UCA1从人膀胱移行细胞癌（transitional cell carcinoma，TCC）细胞系BLZ-211中获得，其cDNA全长为1 442 bp，包含3个外显子和2个内含子，其基因位于人类染色体19p13.12。UCA1在前列腺癌中显著上调，并在子宫内膜癌的诊断中发挥作用。Duan等通过RT-qPCR分析56例OSCC和邻近癌旁组织，发现OSCC中UCA1和MYO6表达水平显著上调，而miR-143-3p的水平降低。

MYO6被证实是miR-143-3p的靶标，lncRNA UCA1通过靶向miR-143-3p并上调其下游基因MYO6，从而促进OSCC细胞的发生、发展。Yang等研究显示，在舌鳞状细胞癌组织中，UCA1的表达显著上调，并与肿瘤TNM分期关系密切。敲低UCA1可抑制β-连环蛋白的表达，并逆转了Wnt/β-catenin信号通路的激活水平。

UCA1通过调节Wnt信号通路的几个下游靶基因（MMP9、TCF4和CCND1），进而影响Wnt/β-catenin信号通路在OSCC中的信号传导，促进OSCC的进展。Wu等研究显示，UCA1在OSCC中表达显著上调，揭示了OSCC-CSC衍生的外泌体UCA1通过靶向LAMC2介导的PI3K/AKT信号通路促进M2巨噬细胞极化，并抑制CD4+T细胞增殖和IFN-γ的产生，调节肿瘤微环境，促进OSCC细胞迁移和侵袭，增强致瘤性。这些研究可能为OSCC提供新的治疗靶点。

肺腺癌转移相关转录物1(metastasis associated lung adenocarcinoma transcript 1，MALAT1）。lncRNA MALAT1是定位于核斑点上的一种高度保守的lncRNA，位于人类染色体11q13.1上的基因间转录物，长约8.7 kb。研究显示，MALAT1在非小细胞肺癌、喉癌等癌症中表达失调。

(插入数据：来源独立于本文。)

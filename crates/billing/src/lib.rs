//! Tirta Billing
//!
//! Monthly water invoice generation for the Tirta platform:
//! - Invoice number formatting and per-tenant sequence allocation
//! - Late-payment penalty calculation
//! - Invoice generation (scheduled, manual and preview runs)
//! - Daily overdue status updates
//! - Generation run history

pub mod allocator;
pub mod error;
pub mod generation;
pub mod history;
pub mod memory_store;
pub mod numbering;
pub mod overdue;
pub mod penalty;
pub mod pg_store;
pub mod store;

pub use allocator::InvoiceNumberAllocator;
pub use error::{BillingError, BillingResult};
pub use generation::{
    InvoiceGenerationRequest, InvoiceGenerationResult, InvoiceGenerationService,
    InvoicePreviewSummary, MAX_INVOICE_TOTAL,
};
pub use history::{build_generation_run, GenerationHistoryService};
pub use memory_store::InMemoryBillingStore;
pub use numbering::{
    format_invoice_number, invoice_number_prefix, validate_invoice_number, InvoiceNumber,
};
pub use overdue::OverdueStatusUpdater;
pub use penalty::{invoice_penalty, total_penalty, PenaltyCalculator};
pub use pg_store::PgBillingStore;
pub use store::BillingStore;
//! Tirta worker binary
//!
//! Runs the invoice scheduler until interrupted.

use std::sync::Arc;

use anyhow::Context;
use tirta_billing::{BillingStore, PgBillingStore};
use tirta_shared::{create_pool, run_migrations};
use tirta_worker::{InvoiceJobs, InvoiceScheduler, LogFormat, WorkerConfig};
use tracing::info;
use tracing_subscriber::EnvFilter;

fn init_tracing(format: LogFormat) {
    let filter = EnvFilter::try_from_default_env()
        .unwrap_or_else(|_| "tirta_worker=info,tirta_billing=info,info".into());

    match format {
        LogFormat::Json => tracing_subscriber::fmt().with_env_filter(filter).json().init(),
        LogFormat::Pretty => tracing_subscriber::fmt().with_env_filter(filter).init(),
    }
}

#[tokio::main]
async fn main() -> anyhow::Result<()> {
    dotenvy::dotenv().ok();

    let config = WorkerConfig::from_env().context("Failed to load worker configuration")?;
    init_tracing(config.log_format);

    info!(version = env!("CARGO_PKG_VERSION"), "Starting Tirta worker");

    let pool = create_pool(&config.database_url, config.database_max_connections)
        .await
        .context("Failed to connect to database")?;

    if config.run_migrations {
        run_migrations(&pool)
            .await
            .context("Failed to run database migrations")?;
        info!("Database migrations applied");
    }

    let store: Arc<dyn BillingStore> = Arc::new(PgBillingStore::new(pool.clone()));
    let jobs = Arc::new(InvoiceJobs::new(store));
    let mut scheduler = InvoiceScheduler::new(
        jobs,
        config.monthly_generation_cron.clone(),
        config.overdue_update_cron.clone(),
    );

    if config.enable_invoice_scheduler {
        scheduler.start().await?;
    } else {
        info!("Invoice scheduler disabled (ENABLE_INVOICE_SCHEDULER=false)");
    }

    tokio::signal::ctrl_c()
        .await
        .context("Failed to listen for shutdown signal")?;
    info!("Shutdown signal received");

    scheduler.stop().await?;
    pool.close().await;

    info!("Tirta worker stopped");
    Ok(())
}
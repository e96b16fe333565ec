//! Worker error types

use thiserror::Error;

#[derive(Debug, Error)]
pub enum WorkerError {
    #[error("Scheduler error: {0}")]
    Scheduler(String),
}

pub type WorkerResult<T> = Result<T, WorkerError>;
//! Persistence interface consumed by the billing core
//!
//! The generation engine, allocator, penalty calculator and overdue updater
//! only talk to storage through [`BillingStore`]. `PgBillingStore` backs it
//! with Postgres; `InMemoryBillingStore` serves tests and local runs.

use async_trait::async_trait;
use time::OffsetDateTime;
use tirta_shared::{
    Customer, GenerationRun, Invoice, InvoiceKind, PenaltyPolicy, SubscriptionType, Tenant,
    TenantStatus, UsagePeriod, UsageRecord,
};
use uuid::Uuid;

use crate::error::BillingResult;

#[async_trait]
pub trait BillingStore: Send + Sync {
    /// Highest invoice number of the tenant starting with `prefix`
    /// Ordered by sequence value, so `...-10000` sorts above `...-9999`.
    async fn highest_invoice_number(
        &self,
        tenant_id: Uuid,
        prefix: &str,
    ) -> BillingResult<Option<String>>;

    async fn invoice_exists(
        &self,
        tenant_id: Uuid,
        customer_id: Uuid,
        period: UsagePeriod,
        kind: InvoiceKind,
    ) -> BillingResult<bool>;

    async fn find_customer(
        &self,
        tenant_id: Uuid,
        customer_id: Uuid,
    ) -> BillingResult<Option<Customer>>;

    async fn find_subscription_type(
        &self,
        tenant_id: Uuid,
        subscription_id: Uuid,
    ) -> BillingResult<Option<SubscriptionType>>;

    /// Usage records of a period in a stable order; an empty `customer_ids`
    /// means every customer of the tenant.
    async fn usage_records(
        &self,
        tenant_id: Uuid,
        period: UsagePeriod,
        customer_ids: &[Uuid],
    ) -> BillingResult<Vec<UsageRecord>>;

    /// Customer invoices not yet `PAID` whose due date is before `cutoff`
    async fn unpaid_invoices_due_before(
        &self,
        tenant_id: Uuid,
        customer_id: Uuid,
        cutoff: OffsetDateTime,
    ) -> BillingResult<Vec<Invoice>>;

    async fn penalty_policy(&self, tenant_id: Uuid) -> BillingResult<Option<PenaltyPolicy>>;

    /// Insert an invoice
    /// Fails with `AlreadyExists` on a duplicate number within the tenant or a
    /// second monthly invoice for the same customer and period.
    async fn create_invoice(&self, invoice: &Invoice) -> BillingResult<()>;

    /// Flip `UNPAID` invoices due before `now` to `OVERDUE`, returning how many changed
    async fn mark_overdue(&self, tenant_id: Uuid, now: OffsetDateTime) -> BillingResult<u64>;

    async fn record_generation_run(&self, run: &GenerationRun) -> BillingResult<()>;

    /// Most recent generation runs of a tenant, newest first
    async fn generation_runs(&self, tenant_id: Uuid, limit: i64)
        -> BillingResult<Vec<GenerationRun>>;

    async fn tenants_by_status(&self, status: TenantStatus) -> BillingResult<Vec<Tenant>>;
}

Yu等发现，OSCC组织中MALAT1及MAGEA9呈现正相关关系且表达上调，miR-143-3p表达呈较低水平且与MALAT1表达呈负相关关系，MAGEA9是miR-143-3p靶基因。证实了MALAT1敲低可抑制MAGEA9蛋白的表达，从而抑制CAL-27细胞的增殖，促进细胞的凋亡。该研究揭示其机制是MALAT1作为一种竞争性内源性RNA(ceRNA）通过调节miR-143-3p/MAGEA9轴的表达增强OSCC细胞增殖和迁移能力。

Wang等证实，在OSCC中MALAT1呈现过表达，MALAT1敲低可通过调节p-糖蛋白（P-gp）表达、上皮间充质转化（EMT）过程和PI3K/AKT/mTOR信号通路的激活来恢复DDP耐药细胞的敏感性。提示MALAT1可能通过上调P-gp、N-cadherin，下调E-cadherin，导致PI3K/AKT/m-TOR信号通路异常，诱导EMT，增强OSCC细胞的增殖和侵袭能力，导致DDP耐药。

Liang等认为，lncRNA MALAT1在TSCC组织中表达上调，并与TSCC患者颈部淋巴结转移相关。MALAT1上调导致凋亡相关基因表达下调，并进一步激活Wnt/β-catenin信号通路，诱导EMT，增强细胞增殖、侵袭，抑制细胞凋亡。MALAT1有望成为OSCC的治疗靶点。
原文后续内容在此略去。